Talvez fosse melhor não perceber. Lágrimas escorriam por seu rosto. A trança chicoteava sua pele e ela quis desfazê-la até devolver seus cabelos ao estado usual, porém se conteve.

Enfim, atravessou o hall vazio e alcançou um grande portão. O portão principal. Empurrou-o com determinação, contemplando a liberdade.

Se diante dela estivesse o reino, certamente fugiria. No entanto, deparou-se com o jardim. Balançada por um choro cada vez mais intenso, Liora sentou em um banco de ferro e esfregou os olhos.

Tudo dera errado, como ela sabia que podia acontecer. Deixou-se levar pelo sorriso bonito do príncipe. Esperava mais de si mesma. Bruxas deveriam ser espertas.

Levou um susto com o aproximar de passos.

— Você? – perguntou em retórica, encarando o rapaz que habitava seus pensamentos um segundo antes.

— Eu mesmo. Príncipe Theo de Wynnsbur, o primeiro. – respondeu ele, tentando disfarçar um pouco seu constrangimento. – Você estava chorando?

— Não estava. – replicou a donzela, de olhos repletos de lágrimas.

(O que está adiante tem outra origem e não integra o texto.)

//! Outbound payload model.
//!
//! A post is assembled from three layers, later layers winning:
//! global [`PostOptions`], the handler's own [`PostOptions`], and the fields
//! of the handler's reply. The target channel is injected last by routing.

use serde::{Deserialize, Serialize};
use serde_json::{Map, Value};

/// An untyped outbound payload object.
pub type Payload = Map<String, Value>;

/// Default author name for posts.
pub const DEFAULT_BOT_NAME: &str = "InstantSlackBot";

/// Which transport delivers a handler's response.
#[derive(Debug, Clone, Copy, PartialEq, Eq, Default, Serialize, Deserialize)]
#[serde(rename_all = "snake_case")]
pub enum Route {
    /// `chat.postMessage` over the request/response API. Supports icons,
    /// attachments and link formatting.
    #[default]
    WebApi,
    /// A `message` frame on the streaming connection. Plain text only.
    Stream,
}

/// Where a handler's response is posted.
#[derive(Debug, Clone, PartialEq, Eq, Default, Serialize, Deserialize)]
#[serde(rename_all = "snake_case")]
pub enum ReplyTo {
    /// The channel the event arrived on.
    #[default]
    Origin,
    /// A direct message to the event's author.
    DirectMessage,
    /// A channel by name.
    Channel(String),
}

/// A layer of post fields (author name, icon, formatting flags).
#[derive(Debug, Clone, PartialEq, Default, Serialize, Deserialize)]
#[serde(transparent)]
pub struct PostOptions(Payload);

impl PostOptions {
    /// An empty layer.
    pub fn new() -> Self {
        Self(Map::new())
    }

    /// The stock global defaults, authored as `name`.
    pub fn defaults(name: &str) -> Self {
        Self::new()
            .username(name)
            .icon_emoji(":squirrel:")
            .set("as_user", false)
            .set("link_names", true)
            .set("parse", "none")
            .set("unfurl_links", false)
    }

    /// Sets an arbitrary field.
    pub fn set(mut self, key: impl Into<String>, value: impl Into<Value>) -> Self {
        self.0.insert(key.into(), value.into());
        self
    }

    /// Sets the author name.
    pub fn username(self, name: impl Into<String>) -> Self {
        self.set("username", name.into())
    }

    /// Sets an emoji icon, e.g. `:robot_face:`.
    pub fn icon_emoji(self, emoji: impl Into<String>) -> Self {
        self.set("icon_emoji", emoji.into())
    }

    /// Sets an image icon.
    pub fn icon_url(self, url: impl Into<String>) -> Self {
        self.set("icon_url", url.into())
    }

    pub fn get(&self, key: &str) -> Option<&Value> {
        self.0.get(key)
    }

    pub fn is_empty(&self) -> bool {
        self.0.is_empty()
    }

    pub fn as_map(&self) -> &Payload {
        &self.0
    }

    /// Copies every field of `other` over this layer.
    pub fn extend(&mut self, other: &PostOptions) {
        overlay(&mut self.0, &other.0);
    }
}

impl From<Payload> for PostOptions {
    fn from(map: Payload) -> Self {
        Self(map)
    }
}

/// Copies every field of `top` onto `base`, replacing existing keys.
pub fn overlay(base: &mut Payload, top: &Payload) {
    for (key, value) in top {
        base.insert(key.clone(), value.clone());
    }
}

/// Builds the final post: `global` < `handler` < `reply`.
pub fn merge_post(global: &PostOptions, handler: &PostOptions, reply: &Payload) -> Payload {
    let mut merged = global.0.clone();
    overlay(&mut merged, &handler.0);
    overlay(&mut merged, reply);
    merged
}

/// The minimal payload a plain string reply becomes.
pub fn text_payload(text: impl Into<String>) -> Payload {
    let mut payload = Map::new();
    payload.insert("text".into(), Value::String(text.into()));
    payload
}

/// Reduces a post to the fields a streaming `message` frame accepts.
pub fn stream_message(post: &Payload) -> Payload {
    let mut frame = Map::new();
    frame.insert("type".into(), "message".into());
    for key in ["channel", "text", "thread_ts"] {
        if let Some(value) = post.get(key) {
            frame.insert(key.into(), value.clone());
        }
    }
    frame
}

#[cfg(test)]
mod tests {
    use super::*;
    use serde_json::json;

    #[test]
    fn test_merge_precedence() {
        let global = PostOptions::defaults("hive");
        let handler = PostOptions::new().username("greeter").icon_emoji(":wave:");
        let mut reply = text_payload("hello");
        reply.insert("icon_emoji".into(), json!(":tada:"));

        let post = merge_post(&global, &handler, &reply);
        assert_eq!(post["username"], "greeter");
        assert_eq!(post["icon_emoji"], ":tada:");
        assert_eq!(post["parse"], "none");
        assert_eq!(post["text"], "hello");
    }

    #[test]
    fn test_stream_message_strips_decorations() {
        let mut post = merge_post(
            &PostOptions::defaults("hive"),
            &PostOptions::new(),
            &text_payload("hi"),
        );
        post.insert("channel".into(), json!("C1"));
        let frame = stream_message(&post);
        assert_eq!(frame.len(), 3);
        assert_eq!(frame["type"], "message");
        assert_eq!(frame["channel"], "C1");
        assert!(frame.get("icon_emoji").is_none());
    }

    #[test]
    fn test_route_serde_names() {
        assert_eq!(serde_json::to_value(Route::WebApi).unwrap(), json!("web_api"));
        let reply_to: ReplyTo = serde_json::from_value(json!({"channel": "ops"})).unwrap();
        assert_eq!(reply_to, ReplyTo::Channel("ops".into()));
    }
}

— Tudo bem chorar. Eu choro de raiva com alguma frequência. Meu pai, você sabe… – disse Theo com uma risadinha. Ele sentou ao lado de Liora e ergueu a cabeça. – A lua está bonita. Sentiu falta dela?

— Não… – suspirou ela. – Eu sonhava com a lua. Sonhava com muitas coisas.

— Talvez você possa me contar dos seus sonhos, depois.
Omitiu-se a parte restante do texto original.